== Task instructions ==
Which lines in the data below contain the word "Option"? Return each of them.

^^^^^^^^^^^^^^^^

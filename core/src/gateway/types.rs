use std::path::PathBuf;

use serde::{Deserialize, Serialize};

#[derive(Debug, Clone, PartialEq, Eq, Serialize, Deserialize)]
pub struct ExecutionRequest {
    pub script: String,
    #[serde(default)]
    pub output_filename: Option<String>,
    /// Falls back to the configured default when unset.
    #[serde(default)]
    pub timeout_secs: Option<u64>,
}

impl ExecutionRequest {
    pub fn new(script: impl Into<String>) -> Self {
        Self {
            script: script.into(),
            output_filename: None,
            timeout_secs: None,
        }
    }

    pub fn with_timeout_secs(mut self, secs: u64) -> Self {
        self.timeout_secs = Some(secs);
        self
    }

    pub fn with_output_filename(mut self, name: impl Into<String>) -> Self {
        self.output_filename = Some(name.into());
        self
    }
}

#[derive(Debug, Clone, PartialEq, Eq, Serialize)]
pub struct ExecutionResult {
    /// Absolute paths, ordered by extension priority then name. Never empty.
    pub output_paths: Vec<PathBuf>,
    /// Same outputs relative to the temp root, `/`-separated.
    pub files: Vec<String>,
    pub stdout: String,
    pub stderr: String,
    pub workdir: PathBuf,
    pub duration_ms: u64,
}

#[derive(Debug, Clone, PartialEq, Eq, Serialize)]
#[serde(tag = "outcome", rename_all = "snake_case")]
pub enum ExecutionOutcome {
    Success(ExecutionResult),
    ScriptFailed {
        stdout: String,
        stderr: String,
        exit_code: Option<i32>,
    },
    Timeout {
        timeout_secs: u64,
        stdout: String,
        stderr: String,
    },
    NoOutputProduced {
        stdout: String,
        stderr: String,
    },
}

impl ExecutionOutcome {
    pub fn kind(&self) -> &'static str {
        match self {
            Self::Success(_) => "success",
            Self::ScriptFailed { .. } => "script_failed",
            Self::Timeout { .. } => "timeout",
            Self::NoOutputProduced { .. } => "no_output_produced",
        }
    }

    pub fn is_success(&self) -> bool {
        matches!(self, Self::Success(_))
    }

    pub fn stdout(&self) -> &str {
        match self {
            Self::Success(r) => &r.stdout,
            Self::ScriptFailed { stdout, .. }
            | Self::Timeout { stdout, .. }
            | Self::NoOutputProduced { stdout, .. } => stdout,
        }
    }

    pub fn stderr(&self) -> &str {
        match self {
            Self::Success(r) => &r.stderr,
            Self::ScriptFailed { stderr, .. }
            | Self::Timeout { stderr, .. }
            | Self::NoOutputProduced { stderr, .. } => stderr,
        }
    }
}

^^^^^^^^^^^^^^^^

== Reply ==
    pub output_filename: Option<String>,
    pub timeout_secs: Option<u64>,
        exit_code: Option<i32>,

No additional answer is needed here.